Carolyn Crowder changed Atlanta schools

ajc.com

Carolyn Crowder was a woman who knew how to make her voice heard.

The lifelong metro Atlanta resident helped shepherd Atlanta through the difficult period of school bussing, and she served as prominent PTA official and four-term member of the Atlanta Board of Education. She was also a well-regarded singer, pianist and children’s choir director for 60 years at Andrews Chapel United Methodist Church in Jonesboro. And, she remained until recently a vocal community activist.

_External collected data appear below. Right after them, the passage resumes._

//! Application-wide error types.

use thiserror::Error;

/// Result type alias using `AppError`.
pub type AppResult<T> = Result<T, AppError>;

/// Application error types.
///
/// Every domain failure maps onto one of these variants; the API layer
/// translates them to HTTP status codes at the request boundary.
#[derive(Debug, Error)]
pub enum AppError {
    /// Bad or missing input.
    #[error("Validation error: {0}")]
    Validation(String),

    /// Bad credentials or token.
    #[error("Authentication failed: {0}")]
    Unauthorized(String),

    /// Record absent, or not owned by the requester.
    #[error("Not found: {0}")]
    NotFound(String),

    /// Duplicate email or duplicate month-salary.
    #[error("Conflict: {0}")]
    Conflict(String),

    /// Database error.
    #[error("Database error: {0}")]
    Database(String),

    /// Internal server error.
    #[error("Internal error: {0}")]
    Internal(String),
}

impl AppError {
    /// Returns the HTTP status code for this error.
    ///
    /// Conflicts map to 400 rather than 409: the original service reported
    /// duplicate emails and duplicate month-salaries as plain bad requests.
    #[must_use]
    pub const fn status_code(&self) -> u16 {
        match self {
            Self::Validation(_) | Self::Conflict(_) => 400,
            Self::Unauthorized(_) => 401,
            Self::NotFound(_) => 404,
            Self::Database(_) | Self::Internal(_) => 500,
        }
    }

    /// Returns the user-facing message, without the variant prefix.
    #[must_use]
    pub fn message(&self) -> &str {
        match self {
            Self::Validation(m)
            | Self::Unauthorized(m)
            | Self::NotFound(m)
            | Self::Conflict(m)
            | Self::Database(m)
            | Self::Internal(m) => m,
        }
    }
}

#[cfg(test)]
mod tests {
    use super::*;

    #[test]
    fn test_error_status_codes() {
        assert_eq!(AppError::Validation(String::new()).status_code(), 400);
        assert_eq!(AppError::Conflict(String::new()).status_code(), 400);
        assert_eq!(AppError::Unauthorized(String::new()).status_code(), 401);
        assert_eq!(AppError::NotFound(String::new()).status_code(), 404);
        assert_eq!(AppError::Database(String::new()).status_code(), 500);
        assert_eq!(AppError::Internal(String::new()).status_code(), 500);
    }

    #[test]
    fn test_error_message_strips_prefix() {
        let err = AppError::Unauthorized("Invalid credentials".into());
        assert_eq!(err.message(), "Invalid credentials");
        assert_eq!(err.to_string(), "Authentication failed: Invalid credentials");
    }

    #[test]
    fn test_error_display() {
        assert_eq!(
            AppError::NotFound("Expense not found".into()).to_string(),
            "Not found: Expense not found"
        );
        assert_eq!(
            AppError::Conflict("User already exists".into()).to_string(),
            "Conflict: User already exists"
        );
    }
}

“She was humble. She broke barriers. And she never bragged about it,” said longtime friend and Atlanta City Council District 1 representative Carla Smith, whose district includes Crowder’s old Thomasville neighborhood. Smith said Crowder changed things and helped to correct inequities in Atlanta’s educational system with a thoughtful, articulate, outspoken and firm style-that was also notable for its inclusiveness.

“She did everything she did for all the children,” said daughter Sabrina Kennedy. “It didn’t matter what their socioeconomic or ethnic stratus was. Mom wanted to see everyone excel and be the best person that they could be.”

Carolyn Virginia Brown Crowder, 81, died Nov. 1 of what family members described as natural causes. A memorial service was held Nov. 7.

Born in Atlanta on April 16, 1938, Crowder’s early education started in Jonesboro. She went to Morris Brown College and began a career at the U.S. Department of Agriculture’s Atlanta Office, where she rose to supervise the administrative assistant pool.

She married Paul in 1958, now deceased, and quickly started a family. Crowder’s early family-conferred lessons on the value of education led her to activism.

She adamantly opposed aspects of then-segregated education, such as black students getting hand-me-down textbooks from white schools. Crowder enrolled three of her children as the first African-American students at Thomas Jefferson Guice Elementary School in the late 1960s during desegregation.

Stephenie Turnipseed — one of the groundbreaking trio of siblings — said her mother’s push for better opportunities morphed into involvement with the Parent-Teacher Association, first at the elementary level and continuing as her youngsters went on to Fulton High School, where she helped to establish the school’s first-ever band booster club.

Encouraged to move up by those who saw her leadership skills, she eventually became President of the Atlanta Council of PTAs, the first African-American to hold the office.

Now retired Atlanta school administrator Norman Thomas met Crowder when he was assigned as a liaison to the parent teacher groups. He said her ability to reach across racial and other lines enabled her to help the group transition from predominantly white to more diverse leadership. He also credits her with aiding in dismantling a parallel system of white and black local school PTA organizations that existed.

“She told me I needed to run for president of the Georgia PTA,” saying that Atlanta needed more of a voice at the statewide level, Thomas said. “I said ‘I think that’s a bit much.’ But I did what Carolyn told me because she wouldn’t take no for an answer,” he chuckled. Thomas became the first African-American to serve in that role.

Elected to the Atlanta school board in 1974, Crowder held a key role as the board’s representative to the “M to M” program, under which some students at minority-heavy schools were bused to white majority campuses at their parents’ request. Turnipseed said her mother believed in the initiative not only as a way of increasing educational opportunity for minority students but also as a way for white and black students to get to know each other.

Thomas said Crowder used the bully pulpit of elected office to right other wrongs.

As he remembers, “Black students weren’t allowed to be in talented and gifted programs. Administrators said they hadn’t found any kids that could score at the qualifying level. Carolyn wouldn’t accept that.” He said that with the board’s meetings on public TV, she made her concerns about the status quo evident in a very front-and-center way.

She kept asking, “How is that that no African-American students across the entire district qualify for these programs?”

The result? Black students began to gain admission.

For all of her civic and professional work, said her children, nothing mattered to her more than family.

“All of us were spoiled rotten,” recalled Kennedy. But expectations were high.

Turnipseed added: “Mom used to have a calendar for the month with chores listed on it and our names attached. She believed in everything being in order. That was the administrator in her.”

Crowder left the school board in 1990 but her decades-long friend Smith said she never lost her focus on her church home, her music or her civic activism. She relates how Crowder campaigned to have a small side street in her neighborhood that served only two churches, but no homes, repaved. It took three years, but it got done.

Smith said she and the former school board member were still working on a joint neighborhood project even as her health declined recently.

“She was always looking out for others,” said Smith.